大人「これからは消費の時代。豐かな消費文化を築くんだ。日本人は働きすぎる」
不佞「人間は必死に生産することを文化としたんだらう、それを捨てて文化は成り立つのかなあ。豚になるんぢやないかな」
大人「お前は考へが古いね」
不佞「怠け者なのにね」
大人「二十一世紀は『こころ』の時代だよ」
不佞「精神病院が繁昌する時代になるンだね。近頃變な人が増えてきたし」
大人「さうぢやない、宗教の時代だ」
不佞「困つた人間が宗教に縋るのかー。
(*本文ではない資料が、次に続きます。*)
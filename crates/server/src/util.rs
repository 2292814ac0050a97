use chrono::Utc;

const MAX_FILENAME_LEN: usize = 64;

/// Current wall-clock time in milliseconds since the Unix epoch.
pub fn now_millis() -> i64 {
    Utc::now().timestamp_millis()
}

/// Reduces a client-supplied filename to a safe subset: `[A-Za-z0-9._-]`,
/// no leading dots, bounded length.
pub fn sanitize_filename(name: &str) -> String {
    let mut sanitized: String = name
        .chars()
        .map(|c| {
            if c.is_ascii_alphanumeric() || c == '.' || c == '_' || c == '-' {
                c
            } else {
                '_'
            }
        })
        .collect();
    while sanitized.starts_with('.') || sanitized.starts_with('_') {
        sanitized.remove(0);
    }
    sanitized.truncate(MAX_FILENAME_LEN);
    if sanitized.is_empty() {
        sanitized.push_str("file");
    }
    sanitized
}
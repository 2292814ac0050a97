use crate::app::registry::{ConnectionHandle, Control};
use crate::app::session::{self, ConnectionContext, SessionState};
use crate::app::AppState;
use comcore_proto::{kinds, Frame, LineAssembler};
use serde_json::json;
use std::sync::Arc;
use tokio::io::{AsyncRead, AsyncReadExt, AsyncWrite, AsyncWriteExt};
use tokio::sync::mpsc;
use tracing::debug;

/// Runs one client connection to completion: a reader task feeds the
/// per-connection request queue, a writer task drains the frame channel,
/// and this pump processes exactly one request at a time. Control messages
/// (forced logout, shutdown) preempt queued requests.
pub async fn serve<S>(stream: S, state: Arc<AppState>)
where
    S: AsyncRead + AsyncWrite + Send + 'static,
{
    let id = state.allocate_connection_id();
    let (read_half, write_half) = tokio::io::split(stream);
    let (frames_tx, frames_rx) = mpsc::unbounded_channel::<Frame>();
    let (control_tx, mut control_rx) = mpsc::unbounded_channel::<Control>();
    let (lines_tx, mut lines_rx) = mpsc::unbounded_channel::<String>();

    tokio::spawn(write_frames(write_half, frames_rx));
    tokio::spawn(read_lines(read_half, lines_tx));
    state
        .register_connection(
            id,
            ConnectionHandle {
                frames: frames_tx.clone(),
                control: control_tx.clone(),
            },
        )
        .await;
    debug!(connection = id, "connection opened");

    let mut ctx = ConnectionContext {
        id,
        frames: frames_tx,
        control: control_tx,
        session: SessionState::LoggedOut,
        pending: Vec::new(),
    };
    loop {
        tokio::select! {
            biased;
            control = control_rx.recv() => match control {
                None => break,
                Some(Control::End) => {
                    let _ = ctx.frames.send(Frame::new(kinds::END, json!({})));
                    break;
                }
                Some(Control::ForceLogout) => {
                    if matches!(ctx.session, SessionState::LoggedIn { .. }) {
                        ctx.session = SessionState::LoggedOut;
                    }
                    let _ = ctx.frames.send(Frame::new(kinds::LOGOUT, json!({})));
                }
            },
            line = lines_rx.recv() => match line {
                None => break,
                Some(line) => session::handle_line(&state, &mut ctx, &line).await,
            },
        }
    }

    if let SessionState::LoggedIn { user, .. } = &ctx.session {
        state.registry.logout_connection(*user, id).await;
    }
    state.deregister_connection(id).await;
    debug!(connection = id, "connection closed");
}

/// Drains the frame channel onto the socket. Once the connection is gone
/// the channel closes and queued writes are silently dropped with it.
async fn write_frames<W>(mut writer: W, mut frames: mpsc::UnboundedReceiver<Frame>)
where
    W: AsyncWrite + Unpin,
{
    while let Some(frame) = frames.recv().await {
        if writer.write_all(frame.encode().as_bytes()).await.is_err() {
            break;
        }
    }
    let _ = writer.shutdown().await;
}

/// Accumulates socket bytes into complete lines and enqueues them as raw
/// request frames. EOF or a transport violation ends the connection.
async fn read_lines<R>(mut reader: R, lines: mpsc::UnboundedSender<String>)
where
    R: AsyncRead + Unpin,
{
    let mut assembler = LineAssembler::new();
    let mut buffer = [0u8; 4096];
    loop {
        match reader.read(&mut buffer).await {
            Ok(0) | Err(_) => break,
            Ok(n) => match assembler.push(&buffer[..n]) {
                Ok(batch) => {
                    for line in batch {
                        if lines.send(line).is_err() {
                            return;
                        }
                    }
                }
                Err(err) => {
                    debug!(error = %err, "transport violation, closing");
                    break;
                }
            },
        }
    }
}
さうなるかもね、なるだらうな」
大人「『個』が大事にされなくちやならんといふことだよ」
不佞「『個』があるなんて、あんまり宗教的ぢやないね」
大人「今こそカクメイの何とかかんとか」
不佞「共産主義の世界には物慾に塗れた人はゐないんでしよ」
大人「さうです」
不佞「でも、資本主義を捨てて共産主義に移るためには、物慾を捨てなきや無理ぢやないの」
大人「そこが大切」
不佞「でも、物慾を捨てたら、共産主義に移行するまでもなく、大同の世になるんぢやないの」
大人「お前にはまだ判らないやうだ」
……と、周圍の輿論やら大人と、現實に、また妄想の裡に語らつてゐたのだつた。三つ子の魂なんとやら、と今の己を顧みて嗤ふ。